I rarely see patients maximize the therapy’s potential to facilitate healing, change in self-concept, and the discovery of a more authentic life without first having to fight through  resistance. Patients waste enormous amounts of time fighting against the therapy in a Herculean effort to remain passive, and forever locked into an expectation that the world change for them, rather than understand how impossibly hard they need to work to manifest the changes they seek. Patients often intervene against the therapist in an attempt to undermine their own therapy or reject the therapist at the expense of looking at the therapy itself as a way to communicate injury and discover a remedy. And too often, the patient fails their job on the most basic level; they aren’t informed consumers of the process. The more informed the patient the more powerful the therapy. As a therapist, I’m tired of seeing the process diluted by the patient when there is so much more a kind of potency available to them in the room.


But before we can get to that, there's this first thing to get to, and that's all about why you're here. What was happening the moment you decided to call and book a session, and then, what you want to come next? People make the call because they're in pain, and nothing gets done until that pain is addressed and there's some sense of hope about what happens next.




Saturday, September 19, 2009

Shame is the improvised explosive device of emotions.




Shame is a really impossible emotion. *it takes a lot for me to draw a circle around one emotion and call it out as being good or bad.. because all emotions act as guides to our (unmet) needs, and therefore hold a ton of value as maps. But, shame... is a really shitty emotion. I'm always knocked on my ass by the damage shame does to people and for how much it distorts the world around them. so when we get to dismantling it... its a low velocity process, as in.... one brick at a time. Shame is the improvised explosive device of emotions.
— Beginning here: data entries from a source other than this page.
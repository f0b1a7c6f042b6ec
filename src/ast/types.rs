use std::fmt;

use super::NodeId;

#[derive(Clone, Copy, Debug, PartialEq, Eq, Hash)]
pub enum DataLocation {
    Memory,
    Storage,
    Calldata,
}

impl DataLocation {
    pub fn from_keyword(word: &str) -> Option<Self> {
        match word {
            "memory" => Some(Self::Memory),
            "storage" => Some(Self::Storage),
            "calldata" => Some(Self::Calldata),
            _ => None,
        }
    }
}

impl fmt::Display for DataLocation {
    fn fmt(&self, f: &mut fmt::Formatter<'_>) -> fmt::Result {
        match self {
            Self::Memory => write!(f, "memory"),
            Self::Storage => write!(f, "storage"),
            Self::Calldata => write!(f, "calldata"),
        }
    }
}

/// Structural type of a declaration or expression.
///
/// Supplied by the type-query surface and never mutated by passes; passes only
/// branch on the variant.
#[derive(Clone, Debug, PartialEq, Eq, Hash)]
pub enum TypeNode {
    Int { signed: bool, bits: u16 },
    FixedBytes(u8),
    Bool,
    Address { payable: bool },
    Bytes,
    String,
    Array { element: Box<TypeNode>, length: Option<u64> },
    Mapping { key: Box<TypeNode>, value: Box<TypeNode> },
    Struct { name: String, definition: Option<NodeId> },
    Enum { name: String, definition: Option<NodeId> },
    Contract { name: String, definition: Option<NodeId> },
    Function { parameters: Vec<TypeNode>, returns: Vec<TypeNode> },
    Pointer { to: Box<TypeNode>, location: DataLocation },
    /// User-defined value type aliasing an elementary type.
    Alias { name: String, underlying: Box<TypeNode> },
    /// Type of an integer literal before it is converted to a concrete width.
    IntLiteral(String),
    StringLiteral,
    Tuple(Vec<TypeNode>),
}

impl TypeNode {
    pub fn uint(bits: u16) -> Self {
        Self::Int { signed: false, bits }
    }

    pub fn int(bits: u16) -> Self {
        Self::Int { signed: true, bits }
    }

    pub fn uint8() -> Self {
        Self::uint(8)
    }

    pub fn uint256() -> Self {
        Self::uint(256)
    }

    pub fn is_uint256(&self) -> bool {
        matches!(self, Self::Int { signed: false, bits: 256 })
    }

    /// Strip data-location pointers, leaving the value type underneath.
    pub fn generalize(&self) -> &TypeNode {
        match self {
            Self::Pointer { to, .. } => to.generalize(),
            other => other,
        }
    }

    /// Parse an elementary type keyword such as `uint`, `int64`, `bytes4`.
    pub fn elementary(word: &str) -> Option<Self> {
        match word {
            "bool" => return Some(Self::Bool),
            "address" => return Some(Self::Address { payable: false }),
            "bytes" => return Some(Self::Bytes),
            "string" => return Some(Self::String),
            "uint" => return Some(Self::uint256()),
            "int" => return Some(Self::int(256)),
            _ => {}
        }
        if let Some(bits) = word.strip_prefix("uint") {
            let bits: u16 = bits.parse().ok()?;
            return valid_int_width(bits).then(|| Self::uint(bits));
        }
        if let Some(bits) = word.strip_prefix("int") {
            let bits: u16 = bits.parse().ok()?;
            return valid_int_width(bits).then(|| Self::int(bits));
        }
        if let Some(size) = word.strip_prefix("bytes") {
            let size: u8 = size.parse().ok()?;
            return (1..=32).contains(&size).then_some(Self::FixedBytes(size));
        }
        None
    }

    /// Parse a textual type annotation as written on expression nodes.
    pub fn from_type_string(text: &str) -> Option<Self> {
        let text = text.trim();
        if let Some(value) = text.strip_prefix("int_const ") {
            return Some(Self::IntLiteral(value.to_string()));
        }
        if text.starts_with("literal_string") {
            return Some(Self::StringLiteral);
        }
        if text == "address payable" {
            return Some(Self::Address { payable: true });
        }
        if let Some(inner) = text.strip_prefix("tuple(").and_then(|t| t.strip_suffix(')')) {
            if inner.is_empty() {
                return Some(Self::Tuple(Vec::new()));
            }
            let members = inner
                .split(',')
                .map(Self::from_type_string)
                .collect::<Option<Vec<_>>>()?;
            return Some(Self::Tuple(members));
        }
        for location in ["memory", "storage", "calldata"] {
            if let Some(rest) = text.strip_suffix(location) {
                let to = Self::from_type_string(rest)?;
                let location = DataLocation::from_keyword(location)?;
                return Some(Self::Pointer { to: Box::new(to), location });
            }
        }
        if let Some(rest) = text.strip_suffix(']') {
            let open = rest.rfind('[')?;
            let element = Self::from_type_string(&rest[..open])?;
            let length = match &rest[open + 1..] {
                "" => None,
                n => Some(n.parse().ok()?),
            };
            return Some(Self::Array { element: Box::new(element), length });
        }
        Self::elementary(text)
    }
}

fn valid_int_width(bits: u16) -> bool {
    bits >= 8 && bits <= 256 && bits % 8 == 0
}

fn write_list(f: &mut fmt::Formatter<'_>, items: &[TypeNode]) -> fmt::Result {
    for (i, item) in items.iter().enumerate() {
        if i > 0 {
            write!(f, ",")?;
        }
        write!(f, "{}", item)?;
    }
    Ok(())
}

impl fmt::Display for TypeNode {
    fn fmt(&self, f: &mut fmt::Formatter<'_>) -> fmt::Result {
        match self {
            Self::Int { signed: true, bits } => write!(f, "int{}", bits),
            Self::Int { signed: false, bits } => write!(f, "uint{}", bits),
            Self::FixedBytes(size) => write!(f, "bytes{}", size),
            Self::Bool => write!(f, "bool"),
            Self::Address { payable: true } => write!(f, "address payable"),
            Self::Address { payable: false } => write!(f, "address"),
            Self::Bytes => write!(f, "bytes"),
            Self::String => write!(f, "string"),
            Self::Array { element, length: Some(n) } => write!(f, "{}[{}]", element, n),
            Self::Array { element, length: None } => write!(f, "{}[]", element),
            Self::Mapping { key, value } => write!(f, "mapping({} => {})", key, value),
            Self::Struct { name, .. } => write!(f, "struct {}", name),
            Self::Enum { name, .. } => write!(f, "enum {}", name),
            Self::Contract { name, .. } => write!(f, "contract {}", name),
            Self::Function { parameters, returns } => {
                write!(f, "function (")?;
                write_list(f, parameters)?;
                write!(f, ")")?;
                if !returns.is_empty() {
                    write!(f, " returns (")?;
                    write_list(f, returns)?;
                    write!(f, ")")?;
                }
                Ok(())
            }
            Self::Pointer { to, location } => write!(f, "{} {}", to, location),
            Self::Alias { name, .. } => write!(f, "{}", name),
            Self::IntLiteral(value) => write!(f, "int_const {}", value),
            Self::StringLiteral => write!(f, "literal_string"),
            Self::Tuple(members) => {
                write!(f, "tuple(")?;
                write_list(f, members)?;
                write!(f, ")")
            }
        }
    }
}

#[cfg(test)]
mod tests {
    use super::*;

    #[test]
    fn elementary_keywords() {
        assert_eq!(TypeNode::elementary("uint"), Some(TypeNode::uint256()));
        assert_eq!(TypeNode::elementary("int64"), Some(TypeNode::int(64)));
        assert_eq!(TypeNode::elementary("bytes4"), Some(TypeNode::FixedBytes(4)));
        assert_eq!(TypeNode::elementary("bytes33"), None);
        assert_eq!(TypeNode::elementary("uint7"), None);
    }

    #[test]
    fn type_strings_parse_back() {
        for text in ["uint8", "bytes32", "bytes memory", "uint256[]", "uint8[4]", "tuple()", "int_const 7"] {
            let ty = TypeNode::from_type_string(text).expect(text);
            assert_eq!(ty.to_string(), text);
        }
    }

    #[test]
    fn generalize_strips_pointers() {
        let ty = TypeNode::from_type_string("bytes memory").unwrap();
        assert_eq!(ty.generalize(), &TypeNode::Bytes);
        assert_eq!(TypeNode::FixedBytes(2).generalize(), &TypeNode::FixedBytes(2));
    }
}
use clap::{App, Arg};
use std::fs;
use anyhow::{Context, Result};
use tracing::{info, warn, Level};

use sol_lower::errors::TranspileError;
use sol_lower::transpiler::{self, LowerOptions};
use sol_lower::{generator, parser};

fn main() -> Result<()> {
    let matches = App::new("sol-lower")
        .version("0.1.0")
        .author("Replit")
        .about("Lowers Solidity contracts towards a flat target language")
        .arg(
            Arg::with_name("INPUT")
                .help("Input Solidity file")
                .required_unless("list-passes")
                .index(1),
        )
        .arg(
            Arg::with_name("output")
                .short("o")
                .long("output")
                .value_name("FILE")
                .help("Write the lowered source here instead of stdout")
                .takes_value(true),
        )
        .arg(
            Arg::with_name("until")
                .long("until")
                .value_name("KEY")
                .help("Stop after the pass with this key")
                .takes_value(true),
        )
        .arg(
            Arg::with_name("list-passes")
                .long("list-passes")
                .help("Print the pass keys in pipeline order and exit"),
        )
        .arg(
            Arg::with_name("verbose")
                .short("v")
                .multiple(true)
                .help("Increase log verbosity (-v debug, -vv trace)"),
        )
        .get_matches();

    let level = match matches.occurrences_of("verbose") {
        0 => Level::INFO,
        1 => Level::DEBUG,
        _ => Level::TRACE,
    };
    tracing_subscriber::fmt()
        .with_writer(std::io::stderr)
        .with_max_level(level)
        .init();

    if matches.is_present("list-passes") {
        for pass in transpiler::PASSES {
            println!("{}\t{}", pass.key, pass.description);
        }
        return Ok(());
    }

    let input_file = matches
        .value_of("INPUT")
        .context("No input file given")?;
    let options = LowerOptions {
        until: matches.value_of("until").map(String::from),
    };

    let source = fs::read_to_string(input_file)
        .with_context(|| format!("Failed to read input file: {}", input_file))?;

    let mut ast = parser::parse_all(&[(input_file, source.as_str())])
        .map_err(|err| {
            warn_if_unsupported(err.downcast_ref::<TranspileError>(), input_file);
            err
        })
        .with_context(|| "Failed to parse Solidity code")?;

    transpiler::lower(&mut ast, &options)
        .map_err(|err| {
            warn_if_unsupported(Some(&err), input_file);
            err
        })
        .with_context(|| format!("Failed to lower {}", input_file))?;

    let output = generator::generate(&ast);
    match matches.value_of("output") {
        Some(output_file) => {
            fs::write(output_file, output)
                .with_context(|| format!("Failed to write output file: {}", output_file))?;
            info!("Successfully lowered {} to {}", input_file, output_file);
        }
        None => print!("{}", output),
    }

    Ok(())
}

fn warn_if_unsupported(err: Option<&TranspileError>, input_file: &str) {
    if err.map_or(false, TranspileError::is_not_supported) {
        warn!("{} uses Solidity this tool does not lower yet", input_file);
    }
}
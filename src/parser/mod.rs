//! Reference frontend for a Solidity subset.
//!
//! Builds the arena tree straight from the pest parse, then hands it to
//! [`resolve`] for name binding, linearization and type annotation, so the
//! result looks like what a full type-checking frontend would supply.

mod resolve;

use anyhow::{anyhow, Context, Result};
use pest::iterators::Pair;
use pest::Parser;
use pest_derive::Parser;
use tracing::{debug, trace};

use crate::ast::nodes::*;
use crate::ast::templates::{create_block, create_parameter_list};
use crate::ast::{Ast, DataLocation, NodeId, TypeNode};
use crate::errors::TranspileError;

pub use resolve::resolve;

#[derive(Parser)]
#[grammar = "parser/solidity.pest"]
pub struct SolidityParser;

/// Parse and resolve a single source file.
pub fn parse(source: &str) -> Result<Ast> {
    parse_all(&[("input.sol", source)])
}

/// Parse and resolve several source files into one tree, one root per file.
pub fn parse_all(sources: &[(&str, &str)]) -> Result<Ast> {
    let mut ast = Ast::new();
    for (path, source) in sources {
        parse_source_unit(&mut ast, path, source).with_context(|| format!("Failed to parse {}", path))?;
    }
    resolve(&mut ast).with_context(|| "Failed to resolve declarations")?;
    Ok(ast)
}

fn parse_source_unit(ast: &mut Ast, path: &str, source: &str) -> Result<NodeId> {
    let mut pairs = SolidityParser::parse(Rule::source_unit, source)
        .map_err(|e| TranspileError::syntax(e.to_string()))?;
    let unit = pairs.next().ok_or_else(|| anyhow!("Empty source unit"))?;

    let mut nodes = Vec::new();
    for item in unit.into_inner() {
        if item.as_rule() == Rule::contract_definition {
            nodes.push(parse_contract(item, ast)?);
        }
    }
    debug!(path, contracts = nodes.len(), "parsed source unit");
    Ok(ast.add_root(NodeKind::SourceUnit(SourceUnit { path: path.to_string(), nodes })))
}

fn parse_contract(pair: Pair<Rule>, ast: &mut Ast) -> Result<NodeId> {
    let mut contract = ContractDefinition {
        name: String::new(),
        is_abstract: false,
        linearized_base_contracts: Vec::new(),
        inheritance_specifiers: Vec::new(),
        members: Vec::new(),
    };

    for item in pair.into_inner() {
        match item.as_rule() {
            Rule::abstract_modifier => contract.is_abstract = true,
            Rule::identifier => contract.name = item.as_str().to_string(),
            Rule::inheritance_list => {
                for spec in item.into_inner() {
                    contract.inheritance_specifiers.push(parse_inheritance_specifier(spec, ast)?);
                }
            }
            Rule::constructor_definition => contract.members.push(parse_constructor(item, ast)?),
            Rule::function_definition => contract.members.push(parse_function(item, ast)?),
            Rule::state_variable_declaration => contract.members.push(parse_state_variable(item, ast)?),
            _ => {}
        }
    }

    if contract.name.is_empty() {
        return Err(anyhow!("Contract name not found"));
    }
    trace!(contract = %contract.name, members = contract.members.len(), "parsed contract");
    Ok(ast.insert(NodeKind::Contract(contract)))
}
And there's stuff underneath it. Usually some kind of pure affective experience, a lot of it is preverbal... it can't be broken down with words or given a narrative that makes the feelings digestible, or part of a something from which some greater meaning can be found. Shame just comes out in some huge chunks of feeling and it takes some fearless skilled hands to get to it. Getting through the shame is a deep piece of work.

Thursday, September 17, 2009

the two truths.

for all the therapy a therapist does to become a therapist, there are two essential truths i've stumbled upon along the way that keep showing themselves.


you teach what you need to learn.
you give what you need to get.



*its hard to hold the mirror and look in it at the same time.

I'm bad.















There's a kind of narcissism in depression. A point at which a person goes from the experience of feeling bad, to where they simply are bad. And at that point, the depressed mind can only access experiences that reinforce the depression. The disease of it is almost beautiful from the outside, for how well its designed to be impenetrable and self-sustaining. Its easy to treat if you can break the skin of it, and yet so hard to suffer.



As a clinician, its the hardest and the easiest thing all at the same time, because it creates its own universe and you can't engage it until the patient lets you into their world and trusts you enough to travel with you back to yours. So there's 2 points (among many) for the clinician: 1) allowing yourself to be present in the patient's subjective reality of the badness and pain, and 2) having a (less distorted) world to bring them back into that is genuine, functional, and not deceptive or fake. A good therapist knows that the therapy doesn't make you feel better, it makes you *feel more.

*the idea being that one learns to self soothe along the way. if you can get through the feelings you don't have to distort the world to avoid them.